_What needs to be done_: Within the records below, find each line that holds the string "Flat", then copy it.

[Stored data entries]

|---|

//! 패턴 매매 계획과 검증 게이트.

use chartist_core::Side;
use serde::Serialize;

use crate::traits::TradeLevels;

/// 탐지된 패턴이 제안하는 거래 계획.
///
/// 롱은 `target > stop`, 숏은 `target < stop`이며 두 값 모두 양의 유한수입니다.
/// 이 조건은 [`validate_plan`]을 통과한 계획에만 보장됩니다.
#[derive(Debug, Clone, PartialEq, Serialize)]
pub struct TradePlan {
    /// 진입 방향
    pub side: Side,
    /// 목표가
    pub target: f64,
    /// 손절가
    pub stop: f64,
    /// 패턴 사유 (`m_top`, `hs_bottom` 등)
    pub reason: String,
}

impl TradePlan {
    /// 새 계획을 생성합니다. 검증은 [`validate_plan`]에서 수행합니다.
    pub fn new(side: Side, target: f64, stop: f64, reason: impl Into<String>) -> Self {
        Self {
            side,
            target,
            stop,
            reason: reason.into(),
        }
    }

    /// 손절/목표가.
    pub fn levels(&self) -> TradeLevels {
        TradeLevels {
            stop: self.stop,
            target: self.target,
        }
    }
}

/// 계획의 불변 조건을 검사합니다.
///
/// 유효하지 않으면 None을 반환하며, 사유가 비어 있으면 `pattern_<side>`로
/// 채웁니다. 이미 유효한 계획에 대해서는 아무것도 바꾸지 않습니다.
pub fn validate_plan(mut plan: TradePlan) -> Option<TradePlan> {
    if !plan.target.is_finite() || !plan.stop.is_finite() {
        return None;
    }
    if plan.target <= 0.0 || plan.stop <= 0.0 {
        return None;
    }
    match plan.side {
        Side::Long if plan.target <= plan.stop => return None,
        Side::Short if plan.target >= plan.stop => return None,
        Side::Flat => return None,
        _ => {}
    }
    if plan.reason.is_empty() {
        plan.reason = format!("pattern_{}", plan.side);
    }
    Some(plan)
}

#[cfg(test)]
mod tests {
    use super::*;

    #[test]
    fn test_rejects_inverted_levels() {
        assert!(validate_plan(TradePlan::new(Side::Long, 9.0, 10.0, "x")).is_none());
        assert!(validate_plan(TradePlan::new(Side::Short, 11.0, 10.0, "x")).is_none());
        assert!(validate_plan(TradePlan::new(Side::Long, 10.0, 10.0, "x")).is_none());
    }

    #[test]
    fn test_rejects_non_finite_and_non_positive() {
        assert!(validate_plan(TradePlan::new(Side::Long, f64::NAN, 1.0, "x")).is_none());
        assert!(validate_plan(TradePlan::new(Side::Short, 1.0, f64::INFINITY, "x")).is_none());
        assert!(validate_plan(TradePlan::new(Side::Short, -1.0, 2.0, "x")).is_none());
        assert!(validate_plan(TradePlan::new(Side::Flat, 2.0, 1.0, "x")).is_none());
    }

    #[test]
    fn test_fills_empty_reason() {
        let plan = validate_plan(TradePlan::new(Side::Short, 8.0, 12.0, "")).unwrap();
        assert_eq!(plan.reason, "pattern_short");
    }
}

|---|

_Exercise answer_:
        Side::Flat => return None,
        assert!(validate_plan(TradePlan::new(Side::Flat, 2.0, 1.0, "x")).is_none());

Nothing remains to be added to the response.